Su paso por esta vida fue efímero y nada fácil. Falleció cuando yo aún era un chiquillo. Su muerte -lo recuerdo bien- fue monstruosa. Murió ahogado, literalmente. Quería respirar pero sus pulmones estaban llenos de carbón y en ellos no quedaba espacio para dar entrada al aire. Entró en la mina siendo, casi un niño y salió de ella cuando la muerte le obligó. Toda su vida la dedicó a tratar de que a su familia no le faltara lo más elemental, y, en honor a la verdad, tengo que decir que mientras él vivió, en nuestra casa, aunque sin ningún tipo de lujo, nunca faltó comida ni vestido.
Sobre la mesita de mi dormitorio tengo un retrato suyo, ampliado y enmarcado. Es una fotografía en la que él está con la boina terciada y una leve sonrisa en rostro.

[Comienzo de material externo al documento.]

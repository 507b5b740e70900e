// ABOUTME: Navigation state machine for the lecture-deck application
// ABOUTME: Tracks the active section and the current slide of every section

use crate::content::ContentRegistry;
use log::debug;
use std::collections::HashMap;

/// Step direction for slide navigation.
#[derive(Debug, Clone, Copy, PartialEq, Eq)]
pub enum Direction {
    Prev,
    Next,
}

impl Direction {
    pub fn offset(self) -> isize {
        match self {
            Direction::Prev => -1,
            Direction::Next => 1,
        }
    }
}

#[derive(Debug, Clone)]
struct SectionCursor {
    current: usize,
    titles: Vec<String>,
}

impl SectionCursor {
    fn total(&self) -> usize {
        self.titles.len()
    }
}

/// Current position in the deck.
///
/// Every transition clamps, so the active section's index is always valid
/// for its slide count. No operation fails: invalid requests are ignored.
#[derive(Debug, Clone, Default)]
pub struct NavigationState {
    active: Option<String>,
    cursors: HashMap<String, SectionCursor>,
}

impl NavigationState {
    /// Build navigation state for a paginated registry. Nothing is active yet.
    pub fn new(registry: &ContentRegistry) -> Self {
        let cursors = registry
            .sections()
            .iter()
            .map(|section| {
                (
                    section.id.clone(),
                    SectionCursor {
                        current: 0,
                        titles: section.titles().to_vec(),
                    },
                )
            })
            .collect();

        Self {
            active: None,
            cursors,
        }
    }

    pub fn active_section(&self) -> Option<&str> {
        self.active.as_deref()
    }

    /// Make `id` the active section and land on its first slide.
    pub fn activate_section(&mut self, id: &str) {
        let Some(cursor) = self.cursors.get_mut(id) else {
            debug!("Ignoring activation of unknown section {:?}", id);
            return;
        };
        cursor.current = 0;
        self.active = Some(id.to_string());
        debug!("Activated section {:?}", id);
    }

    /// Move a section to `index`, clamped to its slide range.
    pub fn go_to_slide(&mut self, section_id: &str, index: isize) {
        let Some(cursor) = self.cursors.get_mut(section_id) else {
            return;
        };
        let total = cursor.total();
        if total == 0 {
            return;
        }

        let last = (total - 1) as isize;
        cursor.current = index.clamp(0, last) as usize;
        debug!(
            "Section {:?} at slide {}/{}",
            section_id,
            cursor.current + 1,
            total
        );
    }

    /// Step the active section one slide in `direction`.
    pub fn navigate(&mut self, direction: Direction) {
        let Some(active) = self.active.clone() else {
            return;
        };
        let (index, _) = self.current_position(&active);
        self.go_to_slide(&active, index as isize + direction.offset());
    }

    /// `(index, total)` for a section; `(0, 0)` for unknown or empty sections.
    pub fn current_position(&self, section_id: &str) -> (usize, usize) {
        self.cursors
            .get(section_id)
            .map(|cursor| (cursor.current, cursor.total()))
            .unwrap_or((0, 0))
    }

    pub fn is_first(&self, section_id: &str) -> bool {
        self.current_position(section_id).0 == 0
    }

    pub fn is_last(&self, section_id: &str) -> bool {
        let (index, total) = self.current_position(section_id);
        index + 1 >= total
    }

    pub fn title_at(&self, section_id: &str, index: usize) -> Option<&str> {
        self.cursors
            .get(section_id)
            .and_then(|cursor| cursor.titles.get(index))
            .map(String::as_str)
    }

    pub fn titles(&self, section_id: &str) -> &[String] {
        self.cursors
            .get(section_id)
            .map(|cursor| cursor.titles.as_slice())
            .unwrap_or(&[])
    }

    /// The active section and its current slide index.
    pub fn snapshot(&self) -> Option<(&str, usize)> {
        let active = self.active.as_deref()?;
        Some((active, self.current_position(active).0))
    }
}
// ABOUTME: Utility functions for the lecture-deck application
// ABOUTME: Provides path validation and directory helpers shared by the build and watch commands

use crate::errors::{DeckError, Result};
use std::path::{Path, PathBuf};

/// Validate that a directory exists
pub fn validate_directory_exists(path: &Path) -> Result<()> {
    if !path.exists() {
        return Err(DeckError::PathNotFoundError(path.to_path_buf()));
    }
    if !path.is_dir() {
        return Err(DeckError::ValidationError(format!(
            "Path is not a directory: {:?}",
            path
        )));
    }
    Ok(())
}

/// Ensure a directory exists, creating it if necessary
pub fn ensure_directory_exists(path: &Path) -> Result<()> {
    if !path.exists() {
        std::fs::create_dir_all(path).map_err(DeckError::FileReadError)?;
    } else if !path.is_dir() {
        return Err(DeckError::ValidationError(format!(
            "Path exists but is not a directory: {:?}",
            path
        )));
    }
    Ok(())
}

/// Ensure a file's parent directory exists
pub fn ensure_parent_directory_exists(file_path: &Path) -> Result<()> {
    match file_path.parent() {
        Some(parent) if !parent.as_os_str().is_empty() => ensure_directory_exists(parent),
        _ => Ok(()),
    }
}

/// Get the absolute path
pub fn get_absolute_path(path: &Path) -> Result<PathBuf> {
    std::fs::canonicalize(path).map_err(|e| {
        DeckError::ValidationError(format!("Failed to get absolute path for {:?}: {}", path, e))
    })
}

La boina era como parte de su uniforme, pues creo que únicamente se la quitaba para dormir, y la sonrisa, aquella sonrisa, era algo innato en él; bueno, yo al menos así lo recuerdo. Ese retrato me sirve, no solamente para no olvidar su rostro -¡Han transcurrido tantos años desde su muerte, y yo era tan niño, que sin ella me resultaría difícil recordarlo!-; ese retrato me sirve, sobre todo, para que algunos días al acostarme, en esos días en los que la moral, por una u otra causa, están bajo mínimos y uno siente deseos de tirar la toalla, contemplándola y pensando en cómo él se sacrificó por su familia, me estimule y me lleve a decirme a mí mismo que no tengo derecho a flaquear.
Esos han sido ayer, lo son hoy y lo serán siempre los verdaderos héroes, aunque sus hazañas no aparezcan en los libros y los medios de comunicación los ignoren.